Murray is 169 cm tall and weighs 56 kg. She has ballet skills. One of her hobbies is cooking.

==Rhythmic gymnastics==
Murray competes in rhythmic gymnastics and is a ribbon specialist. She started in the sport while in primary school as a six-year-old because one of her best friends was participating in the sport. Her first coach was Makoto Sato at the Rolf Valley Gymnastics.

Murray is coached by former Bulgarian gymnast Krasimira Yurukova, who has been her coach since she lived in Zimbabwe.
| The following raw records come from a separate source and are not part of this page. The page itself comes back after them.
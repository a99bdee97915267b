use std::fmt;
use std::str::FromStr;
use std::sync::LazyLock;

use regex::Regex;
use serde::{Deserialize, Serialize};

/// Browser UA presented to every upstream unless a spec overrides it.
pub const DEFAULT_USER_AGENT: &str = "Mozilla/5.0 (Windows NT 10.0; Win64; x64) \
     AppleWebKit/537.36 (KHTML, like Gecko) Chrome/131.0.0.0 Safari/537.36";

#[derive(Debug, Clone, Copy, PartialEq, Eq, Hash, Serialize, Deserialize)]
#[serde(rename_all = "lowercase")]
pub enum ProviderId {
    YouTube,
    Twitter,
    TikTok,
    Douyin,
    Qishui,
    Spotify,
    EasyLink,
}

impl ProviderId {
    pub fn as_str(&self) -> &'static str {
        match self {
            ProviderId::YouTube => "youtube",
            ProviderId::Twitter => "twitter",
            ProviderId::TikTok => "tiktok",
            ProviderId::Douyin => "douyin",
            ProviderId::Qishui => "qishui",
            ProviderId::Spotify => "spotify",
            ProviderId::EasyLink => "easylink",
        }
    }
}

impl fmt::Display for ProviderId {
    fn fmt(&self, f: &mut fmt::Formatter<'_>) -> fmt::Result {
        f.write_str(self.as_str())
    }
}

impl FromStr for ProviderId {
    type Err = String;

    fn from_str(s: &str) -> Result<Self, Self::Err> {
        match s.to_ascii_lowercase().as_str() {
            "youtube" | "yt" => Ok(ProviderId::YouTube),
            "twitter" | "x" => Ok(ProviderId::Twitter),
            "tiktok" => Ok(ProviderId::TikTok),
            "douyin" => Ok(ProviderId::Douyin),
            "qishui" => Ok(ProviderId::Qishui),
            "spotify" => Ok(ProviderId::Spotify),
            "easylink" | "easy" => Ok(ProviderId::EasyLink),
            other => Err(format!("unknown provider: {other}")),
        }
    }
}

/// How a provider's upstream protocol is driven.
#[derive(Debug, Clone, Copy, PartialEq, Eq)]
pub enum ProtocolShape {
    /// One request; the response is final.
    Direct,
    /// Init endpoint, convert endpoint with optional redirect chain, then a
    /// bounded poll loop against a progress URL.
    InitConvertPoll,
    /// One or more page-shaped GET/POST calls parsed out of HTML.
    Scrape,
}

/// Static description of one upstream helper site. Immutable; built once at
/// startup and shared process-wide.
#[derive(Debug)]
pub struct ProviderSpec {
    pub id: ProviderId,
    /// Bootstrap/page host, e.g. the helper homepage.
    pub base_url: &'static str,
    /// API host when it differs from the page host.
    pub api_url: Option<&'static str>,
    pub shape: ProtocolShape,
    /// Ordered URL patterns; first pattern with a match wins.
    pub patterns: Vec<Regex>,
    /// Whether a matched source URL keeps its query string.
    pub keep_query: bool,
    pub origin: Option<&'static str>,
    pub referer: Option<&'static str>,
    /// Provider quirks sent on every request (e.g. HTMX markers).
    pub extra_headers: &'static [(&'static str, &'static str)],
}

impl ProviderSpec {
    pub fn api_url(&self) -> &'static str {
        self.api_url.unwrap_or(self.base_url)
    }
}

fn pattern(re: &str) -> Regex {
    Regex::new(re).expect("provider pattern must compile")
}

static REGISTRY: LazyLock<Vec<ProviderSpec>> = LazyLock::new(|| {
    vec![
        ProviderSpec {
            id: ProviderId::YouTube,
            base_url: "https://ytmp3.la",
            api_url: Some("https://d.ummn.nu"),
            shape: ProtocolShape::InitConvertPoll,
            patterns: vec![
                pattern(r"https?://youtu\.be/[A-Za-z0-9_-]{11}\S*"),
                pattern(r"https?://(?:www\.)?youtube\.com/shorts/[A-Za-z0-9_-]{11}\S*"),
                pattern(r"https?://(?:www\.|m\.)?youtube\.com/watch\?\S*v=[A-Za-z0-9_-]{11}\S*"),
            ],
            keep_query: true,
            origin: Some("https://ytmp3.la"),
            referer: Some("https://ytmp3.la/"),
            extra_headers: &[
                ("Sec-Fetch-Dest", "empty"),
                ("Sec-Fetch-Mode", "cors"),
                ("Sec-Fetch-Site", "cross-site"),
            ],
        },
        ProviderSpec {
            id: ProviderId::Twitter,
            base_url: "https://ssstwitter.com",
            api_url: None,
            shape: ProtocolShape::Scrape,
            patterns: vec![pattern(r"https?://(?:www\.)?(?:twitter\.com|x\.com)/\S+")],
            keep_query: true,
            origin: Some("https://ssstwitter.com"),
            referer: Some("https://ssstwitter.com/"),
            extra_headers: &[
                ("hx-current-url", "https://ssstwitter.com/"),
                ("hx-request", "true"),
                ("hx-target", "target"),
            ],
        },
        ProviderSpec {
            id: ProviderId::TikTok,
            base_url: "https://tiktokio.com",
            api_url: None,
            shape: ProtocolShape::Scrape,
            patterns: vec![pattern(r"https?://(?:www\.|vm\.|vt\.)?tiktok\.com/\S+")],
            keep_query: true,
            origin: Some("https://tiktokio.com"),
            referer: Some("https://tiktokio.com/"),
            extra_headers: &[],
        },
        // Qishui shares the douyin.com domain; it must sit ahead of the
        // broader douyin patterns in the scan order.
        ProviderSpec {
            id: ProviderId::Qishui,
            base_url: "https://music.douyin.com",
            // Share links live on their own host; requests against them are
            // rebased onto this endpoint.
            api_url: Some("https://qishui.douyin.com"),
            shape: ProtocolShape::Scrape,
            patterns: vec![pattern(r"https?://qishui\.douyin\.com/\S+")],
            keep_query: true,
            origin: None,
            referer: None,
            extra_headers: &[],
        },
        ProviderSpec {
            id: ProviderId::Douyin,
            base_url: "https://snapdouyin.app",
            api_url: None,
            shape: ProtocolShape::Scrape,
            patterns: vec![
                pattern(r"https?://(?:v\.douyin\.com|www\.douyin\.com|douyin\.com)/[^\s]+"),
                pattern(r"https?://(?:www\.iesdouyin\.com)/[^\s]+"),
                pattern(r"https?://[^\s]*douyin[^\s]*"),
            ],
            keep_query: true,
            origin: Some("https://snapdouyin.app"),
            referer: Some("https://snapdouyin.app/"),
            extra_headers: &[],
        },
        ProviderSpec {
            id: ProviderId::Spotify,
            base_url: "https://spotifymate.com",
            api_url: None,
            shape: ProtocolShape::Scrape,
            patterns: vec![pattern(r"https?://(?:[A-Za-z0-9-]+\.)?spotify\.com/[^\s]+")],
            keep_query: false,
            origin: Some("https://spotifymate.com"),
            referer: Some("https://spotifymate.com/en"),
            extra_headers: &[],
        },
        // Catch-all aggregator; must stay last in the scan order.
        ProviderSpec {
            id: ProviderId::EasyLink,
            base_url: "https://api.easydownloader.app",
            api_url: None,
            shape: ProtocolShape::Direct,
            patterns: vec![pattern(r#"https?://[^\s<>"]+"#)],
            keep_query: true,
            origin: Some("https://easydownloader.app"),
            referer: Some("https://easydownloader.app/"),
            extra_headers: &[],
        },
    ]
});

/// All provider specs in scan order.
pub fn registry() -> &'static [ProviderSpec] {
    &REGISTRY
}

pub fn spec_for(id: ProviderId) -> &'static ProviderSpec {
    registry()
        .iter()
        .find(|spec| spec.id == id)
        .expect("every ProviderId has a registry entry")
}
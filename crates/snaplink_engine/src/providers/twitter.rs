//! Twitter/X resolution through an HTMX-fronted helper site: one cookie
//! bootstrap GET, one form POST, CDN anchors scraped out of the fragment.

use async_trait::async_trait;
use scraper::{Html, Selector};

use snaplink_core::{format_note, FormatVariant, MediaData, ProviderId, ResolveError, SourceUrl};

use crate::http::{self, expect_success, send_with_retry};
use crate::providers::{ProviderStrategy, RawPayload};
use crate::resolver::ResolveContext;
use crate::session::SessionContext;

const CDN_PREFIX: &str = "https://ssscdn.io";

pub(crate) struct Twitter;

#[async_trait]
impl ProviderStrategy for Twitter {
    fn id(&self) -> ProviderId {
        ProviderId::Twitter
    }

    async fn bootstrap(&self, cx: &ResolveContext<'_>) -> Result<SessionContext, ResolveError> {
        let client = http::session_client(self.spec(), cx.settings)?;
        // The POST is rejected without the cookies this GET sets.
        let response = send_with_retry(cx.settings, cx.cancel, || {
            client.get(format!("{}/", cx.endpoints.page))
        })
        .await?;
        expect_success(response)?;
        Ok(SessionContext::new(client, Default::default(), None))
    }

    async fn orchestrate(
        &self,
        cx: &ResolveContext<'_>,
        session: &SessionContext,
        source: &SourceUrl,
    ) -> Result<RawPayload, ResolveError> {
        let current_url = format!("{}/", cx.endpoints.page);
        let form = [
            ("id", source.as_str()),
            ("hx-target", "target"),
            ("hx-current-url", current_url.as_str()),
        ];
        let response = send_with_retry(cx.settings, cx.cancel, || {
            session
                .client()
                .post(format!("{}/", cx.endpoints.page))
                .form(&form)
        })
        .await?;
        let html = expect_success(response)?
            .text()
            .await
            .map_err(http::map_reqwest_error)?;
        Ok(RawPayload::Html(html))
    }

    fn normalize(&self, payload: &RawPayload) -> Result<MediaData, ResolveError> {
        let document = Html::parse_document(payload.as_html()?);
        let anchors = Selector::parse("a[href]").expect("static selector");

        // Quality buckets keyed off the anchor text; a later anchor for the
        // same bucket replaces the URL but keeps the slot's position.
        let mut formats: Vec<FormatVariant> = Vec::new();
        for anchor in document.select(&anchors) {
            let Some(href) = anchor.value().attr("href") else {
                continue;
            };
            if !href.starts_with(CDN_PREFIX) {
                continue;
            }
            let label = anchor.text().collect::<String>();
            let quality = if label.contains("HD") {
                "HD"
            } else if label.contains("640x360") {
                "medium"
            } else if label.contains("480x270") {
                "low"
            } else {
                continue;
            };

            if let Some(existing) = formats.iter_mut().find(|f| f.quality == quality) {
                existing.download_url = href.to_string();
            } else {
                formats.push(FormatVariant {
                    quality: quality.to_string(),
                    container: "mp4".to_string(),
                    size_bytes: None,
                    download_url: href.to_string(),
                    has_video: true,
                    has_audio: true,
                    note: format_note(true, true, quality),
                });
            }
        }

        if formats.is_empty() {
            return Err(ResolveError::parse("no video links found"));
        }
        Ok(MediaData {
            formats,
            ..MediaData::default()
        })
    }
}
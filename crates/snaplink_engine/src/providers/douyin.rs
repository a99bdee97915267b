//! Douyin resolution through a WordPress-based helper: a hidden page token
//! plus a homegrown request hash unlock a JSON endpoint, and each reported
//! media then has its real download URL resolved through the helper's
//! download relay.

use std::collections::HashMap;
use std::sync::LazyLock;

use async_trait::async_trait;
use base64::engine::general_purpose::STANDARD as BASE64;
use base64::Engine;
use regex::Regex;
use scraper::{Html, Selector};
use serde_json::{json, Value};

use snaplink_core::{format_note, FormatVariant, MediaData, ProviderId, ResolveError, SourceUrl};

use crate::http::{self, expect_success, send_with_retry};
use crate::normalize::{json_int, json_str};
use crate::providers::{ProviderStrategy, RawPayload};
use crate::resolver::ResolveContext;
use crate::session::SessionContext;

const API_PATH: &str = "/wp-json/mx-downloader/video-data/";
const RELAY_PATH: &str = "/wp-content/plugins/aio-video-downloader/download.php";
const HASH_SALT: &str = "aio-dl";

// The regex crate has no backreferences, so the quote styles get one
// pattern each.
static SCRIPT_TOKEN_DOUBLE: LazyLock<Regex> =
    LazyLock::new(|| Regex::new(r#"token["\s:]+"([^"]+)""#).unwrap());
static SCRIPT_TOKEN_SINGLE: LazyLock<Regex> =
    LazyLock::new(|| Regex::new(r#"token["\s:]+'([^']+)'"#).unwrap());

pub(crate) struct Douyin;

#[async_trait]
impl ProviderStrategy for Douyin {
    fn id(&self) -> ProviderId {
        ProviderId::Douyin
    }

    async fn bootstrap(&self, cx: &ResolveContext<'_>) -> Result<SessionContext, ResolveError> {
        let client = http::session_client(self.spec(), cx.settings)?;
        let response = send_with_retry(cx.settings, cx.cancel, || {
            client.get(format!("{}/", cx.endpoints.page))
        })
        .await?;
        let html = expect_success(response)?
            .text()
            .await
            .map_err(http::map_reqwest_error)?;

        let token = page_token(&html)
            .ok_or_else(|| ResolveError::upstream("token marker missing from helper page"))?;
        let mut tokens = HashMap::new();
        tokens.insert("token".to_string(), token);
        Ok(SessionContext::new(client, tokens, None))
    }

    async fn orchestrate(
        &self,
        cx: &ResolveContext<'_>,
        session: &SessionContext,
        source: &SourceUrl,
    ) -> Result<RawPayload, ResolveError> {
        let url = source.as_str();
        let form = [
            ("url", url),
            ("token", session.token("token").unwrap_or_default()),
            ("hash", &request_hash(url)),
        ];
        let response = send_with_retry(cx.settings, cx.cancel, || {
            session
                .client()
                .post(format!("{}{API_PATH}", cx.endpoints.api))
                .form(&form)
        })
        .await?;
        // A 403 here means the page token went stale; expect_success keeps
        // the status visible so the resolver can refresh and retry once.
        let result: Value = expect_success(response)?
            .json()
            .await
            .map_err(|err| ResolveError::parse(format!("response was not JSON: {err}")))?;

        let medias = result
            .get("medias")
            .and_then(Value::as_array)
            .ok_or_else(|| ResolveError::parse("no media found in response"))?;

        // Resolve each media's real download URL through the relay before
        // normalization; the listing URLs themselves are placeholders.
        let mut enriched = Vec::with_capacity(medias.len());
        for (index, media) in medias.iter().enumerate() {
            let mut media = media.clone();
            if json_str(&media, "url").is_some_and(|u| !u.is_empty()) {
                if let Some(real) = self.resolve_media_url(cx, session, index).await? {
                    media["resolvedURL"] = Value::String(real);
                }
            }
            enriched.push(media);
        }

        let mut payload = result.clone();
        payload["medias"] = json!(enriched);
        Ok(RawPayload::Json(payload))
    }

    fn normalize(&self, payload: &RawPayload) -> Result<MediaData, ResolveError> {
        let value = payload.as_json()?;
        let medias = value
            .get("medias")
            .and_then(Value::as_array)
            .ok_or_else(|| ResolveError::parse("no media found in response"))?;

        let mut formats = Vec::new();
        for media in medias {
            let Some(download_url) = json_str(media, "resolvedURL") else {
                continue;
            };
            let quality = json_str(media, "quality").unwrap_or_default().to_string();
            let has_video = media
                .get("videoAvailable")
                .and_then(Value::as_bool)
                .unwrap_or(false);
            let has_audio = media
                .get("audioAvailable")
                .and_then(Value::as_bool)
                .unwrap_or(false);
            let size = json_int(media, "size");
            formats.push(FormatVariant {
                note: format_note(has_video, has_audio, &quality),
                quality,
                container: json_str(media, "extension").unwrap_or_default().to_string(),
                size_bytes: (size > 0).then_some(size as u64),
                download_url: download_url.to_string(),
                has_video,
                has_audio,
            });
        }
        if formats.is_empty() {
            return Err(ResolveError::parse("no downloadable formats in response"));
        }

        Ok(MediaData {
            title: json_str(value, "title").unwrap_or_default().to_string(),
            author: json_str(value, "author").unwrap_or_default().to_string(),
            thumbnail: json_str(value, "thumbnail").unwrap_or_default().to_string(),
            duration_seconds: json_int(value, "duration").max(0) as u64,
            formats,
            lyrics: Vec::new(),
        })
    }
}

impl Douyin {
    async fn resolve_media_url(
        &self,
        cx: &ResolveContext<'_>,
        session: &SessionContext,
        index: usize,
    ) -> Result<Option<String>, ResolveError> {
        let media_id = BASE64.encode(index.to_string());
        let relay = format!("{}{RELAY_PATH}", cx.endpoints.api);
        let response = send_with_retry(cx.settings, cx.cancel, || {
            session.client().get(&relay).query(&[
                ("source", "douyin"),
                ("media", &media_id),
                ("bandwidth_saving", "1"),
            ])
        })
        .await?;

        let landed = response.url().to_string();
        let body = response.text().await.map_err(http::map_reqwest_error)?;
        if let Ok(value) = serde_json::from_str::<Value>(&body) {
            if let Some(url) = json_str(&value, "url") {
                return Ok(Some(url.to_string()));
            }
        }
        // The relay sometimes answers with a redirect instead of JSON; the
        // landing URL is then the download URL itself.
        if !landed.starts_with(&relay) {
            return Ok(Some(landed));
        }
        Ok(None)
    }
}

fn page_token(html: &str) -> Option<String> {
    let document = Html::parse_document(html);
    let token_input = Selector::parse("input#token").expect("static selector");
    if let Some(value) = document
        .select(&token_input)
        .find_map(|input| input.value().attr("value"))
    {
        return Some(value.to_string());
    }

    let scripts = Selector::parse("script").expect("static selector");
    for script in document.select(&scripts) {
        let body = script.text().collect::<String>();
        if !body.contains("token") {
            continue;
        }
        for pattern in [&*SCRIPT_TOKEN_DOUBLE, &*SCRIPT_TOKEN_SINGLE] {
            if let Some(captures) = pattern.captures(&body) {
                return Some(captures[1].to_string());
            }
        }
    }
    None
}

/// The helper's request hash: base64 of the URL, the URL length offset by
/// 1000, then base64 of a fixed salt, concatenated.
fn request_hash(url: &str) -> String {
    format!(
        "{}{}{}",
        BASE64.encode(url),
        url.len() + 1000,
        BASE64.encode(HASH_SALT)
    )
}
She competes for Rhythmic Gymnastics High Performance Centre on the club level.

At the Australian senior national championships in the all around event, Murray finished first in 2012, second in 2008, 2010 and 2011, third in 2007 and fourth in 2006. In the hoop event, she finished first in 2012, second in 2008, 2010 and 2011, and third in 2007. In the rope event, she finished second in 2008, and third in 2006, 2007, and 2010. In the ball event, she finished first in 2012, second in 2010 and 2011, and fourth in 2006. In the clubs event, she finished first in 2012, second in 2008 and 2011, third in 2007 and seventh in 2006. In the ribbons event, she finished first in 2011 and 2012, second in 2008 and 2010, and third in 2006 and 2007. At the 2012 Australian National Championships, she won every one of the five available gold medals.

Murray made her senior national team debut in 2006. She has competed at the 2007, 2009 and 2010 World Championships. She won a gold medal at the 2010 Commonwealth Games in the team event. She finished 5th in the ribbon, 6th in the ball and rope, and 7th in the all around competition. She competed in the 2011 World Championships in Montpellier, where she secured a spot for a competitor from Oceania to compete at the 2012 Summer Olympics. In 2012, she won three medals, two silvers and a bronze, at the Pacific Rim Championships in Seattle.

Murray represented Australia at the 2012 Summer Olympics in women's rhythmic gymnastics. She was one of the first two gymnasts from Australia selected for the Games, and will be the first Western Australian to compete in rhythmic gymnastics at the Olympics. Her Olympic qualification came about through a wildcard entry after she was the top ranked competitor from Oceania at the 2011 World Championships.